--- START ---

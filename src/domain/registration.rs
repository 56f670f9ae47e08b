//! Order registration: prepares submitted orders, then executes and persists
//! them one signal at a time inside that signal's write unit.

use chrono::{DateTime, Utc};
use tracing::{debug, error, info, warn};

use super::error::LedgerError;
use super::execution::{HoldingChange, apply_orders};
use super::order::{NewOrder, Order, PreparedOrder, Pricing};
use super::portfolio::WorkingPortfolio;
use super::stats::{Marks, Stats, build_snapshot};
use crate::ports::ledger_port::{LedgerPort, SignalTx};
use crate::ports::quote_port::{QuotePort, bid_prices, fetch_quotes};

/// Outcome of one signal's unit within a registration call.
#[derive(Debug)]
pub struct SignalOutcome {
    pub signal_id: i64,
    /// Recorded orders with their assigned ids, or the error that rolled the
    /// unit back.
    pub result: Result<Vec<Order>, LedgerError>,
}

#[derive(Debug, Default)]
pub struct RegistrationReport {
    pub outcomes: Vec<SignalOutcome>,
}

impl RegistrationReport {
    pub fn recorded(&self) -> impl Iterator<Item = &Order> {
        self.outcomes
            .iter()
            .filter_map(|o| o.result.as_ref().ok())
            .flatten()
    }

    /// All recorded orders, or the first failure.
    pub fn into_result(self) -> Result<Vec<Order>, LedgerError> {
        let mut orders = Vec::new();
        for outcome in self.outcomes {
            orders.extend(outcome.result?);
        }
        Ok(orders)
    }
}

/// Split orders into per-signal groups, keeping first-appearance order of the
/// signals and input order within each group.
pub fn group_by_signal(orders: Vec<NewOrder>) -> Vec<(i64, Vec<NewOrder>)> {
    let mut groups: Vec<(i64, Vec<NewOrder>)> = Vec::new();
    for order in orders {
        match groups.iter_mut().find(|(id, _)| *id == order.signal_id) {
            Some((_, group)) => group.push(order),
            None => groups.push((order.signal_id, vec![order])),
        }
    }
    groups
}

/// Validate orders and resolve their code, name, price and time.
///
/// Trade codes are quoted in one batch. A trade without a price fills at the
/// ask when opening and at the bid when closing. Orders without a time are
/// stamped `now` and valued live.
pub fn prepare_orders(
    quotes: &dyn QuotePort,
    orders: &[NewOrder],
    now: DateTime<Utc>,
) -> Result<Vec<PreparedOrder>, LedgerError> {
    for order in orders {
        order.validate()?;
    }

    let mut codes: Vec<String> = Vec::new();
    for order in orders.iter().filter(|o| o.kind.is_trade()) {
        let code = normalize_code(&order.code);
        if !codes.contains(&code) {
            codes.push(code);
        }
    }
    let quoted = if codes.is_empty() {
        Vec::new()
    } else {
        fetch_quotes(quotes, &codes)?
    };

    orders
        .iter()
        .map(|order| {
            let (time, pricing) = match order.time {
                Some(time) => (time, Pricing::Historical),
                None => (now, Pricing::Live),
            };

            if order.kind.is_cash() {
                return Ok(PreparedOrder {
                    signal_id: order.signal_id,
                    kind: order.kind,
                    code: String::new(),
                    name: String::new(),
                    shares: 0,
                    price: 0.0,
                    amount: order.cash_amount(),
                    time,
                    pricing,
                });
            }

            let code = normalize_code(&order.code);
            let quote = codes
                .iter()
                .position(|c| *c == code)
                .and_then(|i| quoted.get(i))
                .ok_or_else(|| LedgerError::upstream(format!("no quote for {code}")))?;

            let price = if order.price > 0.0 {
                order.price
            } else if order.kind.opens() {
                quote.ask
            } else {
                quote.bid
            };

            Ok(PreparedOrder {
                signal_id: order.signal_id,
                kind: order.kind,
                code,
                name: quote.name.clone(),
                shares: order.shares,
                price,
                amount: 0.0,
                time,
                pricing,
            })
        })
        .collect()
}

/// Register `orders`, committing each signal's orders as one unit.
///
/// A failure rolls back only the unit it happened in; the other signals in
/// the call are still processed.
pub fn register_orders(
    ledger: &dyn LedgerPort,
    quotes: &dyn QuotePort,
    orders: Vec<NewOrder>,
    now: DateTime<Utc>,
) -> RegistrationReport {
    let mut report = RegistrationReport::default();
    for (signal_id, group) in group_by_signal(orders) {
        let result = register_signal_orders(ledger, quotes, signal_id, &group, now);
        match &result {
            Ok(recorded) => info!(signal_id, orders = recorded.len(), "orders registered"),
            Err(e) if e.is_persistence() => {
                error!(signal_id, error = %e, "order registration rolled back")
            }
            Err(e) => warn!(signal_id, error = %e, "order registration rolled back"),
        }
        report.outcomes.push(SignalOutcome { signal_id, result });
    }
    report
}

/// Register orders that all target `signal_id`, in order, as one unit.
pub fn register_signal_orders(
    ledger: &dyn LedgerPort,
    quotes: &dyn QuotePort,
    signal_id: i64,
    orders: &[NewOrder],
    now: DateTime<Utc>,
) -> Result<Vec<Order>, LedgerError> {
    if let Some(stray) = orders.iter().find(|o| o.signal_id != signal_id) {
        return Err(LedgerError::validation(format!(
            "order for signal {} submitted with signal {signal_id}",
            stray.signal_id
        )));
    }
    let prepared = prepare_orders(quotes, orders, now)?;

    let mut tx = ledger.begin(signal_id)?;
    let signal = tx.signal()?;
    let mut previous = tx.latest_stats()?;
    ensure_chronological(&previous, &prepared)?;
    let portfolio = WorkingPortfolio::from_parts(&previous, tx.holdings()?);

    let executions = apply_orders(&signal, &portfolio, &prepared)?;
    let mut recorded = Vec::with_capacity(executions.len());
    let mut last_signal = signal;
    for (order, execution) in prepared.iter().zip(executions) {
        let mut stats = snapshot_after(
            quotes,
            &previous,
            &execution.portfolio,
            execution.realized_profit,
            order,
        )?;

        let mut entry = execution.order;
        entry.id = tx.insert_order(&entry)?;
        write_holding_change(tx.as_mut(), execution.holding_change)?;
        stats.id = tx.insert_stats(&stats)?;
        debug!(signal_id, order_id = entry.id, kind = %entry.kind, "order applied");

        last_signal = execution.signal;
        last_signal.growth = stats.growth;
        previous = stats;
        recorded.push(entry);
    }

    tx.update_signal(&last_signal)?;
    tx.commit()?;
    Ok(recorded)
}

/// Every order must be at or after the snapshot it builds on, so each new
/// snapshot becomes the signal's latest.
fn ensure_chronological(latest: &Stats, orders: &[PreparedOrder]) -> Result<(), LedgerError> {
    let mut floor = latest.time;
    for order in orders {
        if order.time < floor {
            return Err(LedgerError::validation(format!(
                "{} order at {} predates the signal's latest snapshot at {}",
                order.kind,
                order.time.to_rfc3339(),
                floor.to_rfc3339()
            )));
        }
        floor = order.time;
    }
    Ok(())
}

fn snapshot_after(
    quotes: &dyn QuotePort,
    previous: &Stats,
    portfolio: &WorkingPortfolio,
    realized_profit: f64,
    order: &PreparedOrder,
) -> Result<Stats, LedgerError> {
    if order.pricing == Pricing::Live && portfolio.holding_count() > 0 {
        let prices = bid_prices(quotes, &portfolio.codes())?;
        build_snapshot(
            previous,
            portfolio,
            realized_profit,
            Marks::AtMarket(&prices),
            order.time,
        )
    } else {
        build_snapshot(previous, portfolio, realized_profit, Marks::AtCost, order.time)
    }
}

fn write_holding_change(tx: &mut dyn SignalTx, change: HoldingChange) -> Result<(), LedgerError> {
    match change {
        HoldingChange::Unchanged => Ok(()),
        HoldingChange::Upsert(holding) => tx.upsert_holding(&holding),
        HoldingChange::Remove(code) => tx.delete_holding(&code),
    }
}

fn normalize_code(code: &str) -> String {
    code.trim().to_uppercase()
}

--- END ---

▸ EXERCISE BRIEF
Restate the listing in full, preserving every word.

▸ ANSWER SPACE
filename src/domain/registration.rs
repository 56f670f9ae47e08b
//! Order registration: prepares submitted orders, then executes and persists
//! them one signal at a time inside that signal's write unit.

use chrono::{DateTime, Utc};
use tracing::{debug, error, info, warn};

use super::error::LedgerError;
use super::execution::{HoldingChange, apply_orders};
use super::order::{NewOrder, Order, PreparedOrder, Pricing};
use super::portfolio::WorkingPortfolio;
use super::stats::{Marks, Stats, build_snapshot};
use crate::ports::ledger_port::{LedgerPort, SignalTx};
use crate::ports::quote_port::{QuotePort, bid_prices, fetch_quotes};

/// Outcome of one signal's unit within a registration call.
#[derive(Debug)]
pub struct SignalOutcome {
    pub signal_id: i64,
    /// Recorded orders with their assigned ids, or the error that rolled the
    /// unit back.
    pub result: Result<Vec<Order>, LedgerError>,
}

#[derive(Debug, Default)]
pub struct RegistrationReport {
    pub outcomes: Vec<SignalOutcome>,
}

impl RegistrationReport {
    pub fn recorded(&self) -> impl Iterator<Item = &Order> {
        self.outcomes
            .iter()
            .filter_map(|o| o.result.as_ref().ok())
            .flatten()
    }

    /// All recorded orders, or the first failure.
    pub fn into_result(self) -> Result<Vec<Order>, LedgerError> {
        let mut orders = Vec::new();
        for outcome in self.outcomes {
            orders.extend(outcome.result?);
        }
        Ok(orders)
    }
}

/// Split orders into per-signal groups, keeping first-appearance order of the
/// signals and input order within each group.
pub fn group_by_signal(orders: Vec<NewOrder>) -> Vec<(i64, Vec<NewOrder>)> {
    let mut groups: Vec<(i64, Vec<NewOrder>)> = Vec::new();
    for order in orders {
        match groups.iter_mut().find(|(id, _)| *id == order.signal_id) {
            Some((_, group)) => group.push(order),
            None => groups.push((order.signal_id, vec![order])),
        }
    }
    groups
}

/// Validate orders and resolve their code, name, price and time.
///
/// Trade codes are quoted in one batch. A trade without a price fills at the
/// ask when opening and at the bid when closing. Orders without a time are
/// stamped `now` and valued live.
pub fn prepare_orders(
    quotes: &dyn QuotePort,
    orders: &[NewOrder],
    now: DateTime<Utc>,
) -> Result<Vec<PreparedOrder>, LedgerError> {
    for order in orders {
        order.validate()?;
    }

    let mut codes: Vec<String> = Vec::new();
    for order in orders.iter().filter(|o| o.kind.is_trade()) {
        let code = normalize_code(&order.code);
        if !codes.contains(&code) {
            codes.push(code);
        }
    }
    let quoted = if codes.is_empty() {
        Vec::new()
    } else {
        fetch_quotes(quotes, &codes)?
    };

    orders
        .iter()
        .map(|order| {
            let (time, pricing) = match order.time {
                Some(time) => (time, Pricing::Historical),
                None => (now, Pricing::Live),
            };

            if order.kind.is_cash() {
                return Ok(PreparedOrder {
                    signal_id: order.signal_id,
                    kind: order.kind,
                    code: String::new(),
                    name: String::new(),
                    shares: 0,
                    price: 0.0,
                    amount: order.cash_amount(),
                    time,
                    pricing,
                });
            }

            let code = normalize_code(&order.code);
            let quote = codes
                .iter()
                .position(|c| *c == code)
                .and_then(|i| quoted.get(i))
                .ok_or_else(|| LedgerError::upstream(format!("no quote for {code}")))?;

            let price = if order.price > 0.0 {
                order.price
            } else if order.kind.opens() {
                quote.ask
            } else {
                quote.bid
            };

            Ok(PreparedOrder {
                signal_id: order.signal_id,
                kind: order.kind,
                code,
                name: quote.name.clone(),
                shares: order.shares,
                price,
                amount: 0.0,
                time,
                pricing,
            })
        })
        .collect()
}

/// Register `orders`, committing each signal's orders as one unit.
///
/// A failure rolls back only the unit it happened in; the other signals in
/// the call are still processed.
pub fn register_orders(
    ledger: &dyn LedgerPort,
    quotes: &dyn QuotePort,
    orders: Vec<NewOrder>,
    now: DateTime<Utc>,
) -> RegistrationReport {
    let mut report = RegistrationReport::default();
    for (signal_id, group) in group_by_signal(orders) {
        let result = register_signal_orders(ledger, quotes, signal_id, &group, now);
        match &result {
            Ok(recorded) => info!(signal_id, orders = recorded.len(), "orders registered"),
            Err(e) if e.is_persistence() => {
                error!(signal_id, error = %e, "order registration rolled back")
            }
            Err(e) => warn!(signal_id, error = %e, "order registration rolled back"),
        }
        report.outcomes.push(SignalOutcome { signal_id, result });
    }
    report
}

/// Register orders that all target `signal_id`, in order, as one unit.
pub fn register_signal_orders(
    ledger: &dyn LedgerPort,
    quotes: &dyn QuotePort,
    signal_id: i64,
    orders: &[NewOrder],
    now: DateTime<Utc>,
) -> Result<Vec<Order>, LedgerError> {
    if let Some(stray) = orders.iter().find(|o| o.signal_id != signal_id) {
        return Err(LedgerError::validation(format!(
            "order for signal {} submitted with signal {signal_id}",
            stray.signal_id
        )));
    }
    let prepared = prepare_orders(quotes, orders, now)?;

    let mut tx = ledger.begin(signal_id)?;
    let signal = tx.signal()?;
    let mut previous = tx.latest_stats()?;
    ensure_chronological(&previous, &prepared)?;
    let portfolio = WorkingPortfolio::from_parts(&previous, tx.holdings()?);

    let executions = apply_orders(&signal, &portfolio, &prepared)?;
    let mut recorded = Vec::with_capacity(executions.len());
    let mut last_signal = signal;
    for (order, execution) in prepared.iter().zip(executions) {
        let mut stats = snapshot_after(
            quotes,
            &previous,
            &execution.portfolio,
            execution.realized_profit,
            order,
        )?;

        let mut entry = execution.order;
        entry.id = tx.insert_order(&entry)?;
        write_holding_change(tx.as_mut(), execution.holding_change)?;
        stats.id = tx.insert_stats(&stats)?;
        debug!(signal_id, order_id = entry.id, kind = %entry.kind, "order applied");

        last_signal = execution.signal;
        last_signal.growth = stats.growth;
        previous = stats;
        recorded.push(entry);
    }

    tx.update_signal(&last_signal)?;
    tx.commit()?;
    Ok(recorded)
}

/// Every order must be at or after the snapshot it builds on, so each new
/// snapshot becomes the signal's latest.
fn ensure_chronological(latest: &Stats, orders: &[PreparedOrder]) -> Result<(), LedgerError> {
    let mut floor = latest.time;
    for order in orders {
        if order.time < floor {
            return Err(LedgerError::validation(format!(
                "{} order at {} predates the signal's latest snapshot at {}",
                order.kind,
                order.time.to_rfc3339(),
                floor.to_rfc3339()
            )));
        }
        floor = order.time;
    }
    Ok(())
}

fn snapshot_after(
    quotes: &dyn QuotePort,
    previous: &Stats,
    portfolio: &WorkingPortfolio,
    realized_profit: f64,
    order: &PreparedOrder,
) -> Result<Stats, LedgerError> {
    if order.pricing == Pricing::Live && portfolio.holding_count() > 0 {
        let prices = bid_prices(quotes, &portfolio.codes())?;
        build_snapshot(
            previous,
            portfolio,
            realized_profit,
            Marks::AtMarket(&prices),
            order.time,
        )
    } else {
        build_snapshot(previous, portfolio, realized_profit, Marks::AtCost, order.time)
    }
}

fn write_holding_change(tx: &mut dyn SignalTx, change: HoldingChange) -> Result<(), LedgerError> {
    match change {
        HoldingChange::Unchanged => Ok(()),
        HoldingChange::Upsert(holding) => tx.upsert_holding(&holding),
        HoldingChange::Remove(code) => tx.delete_holding(&code),
    }
}

fn normalize_code(code: &str) -> String {
    code.trim().to_uppercase()
}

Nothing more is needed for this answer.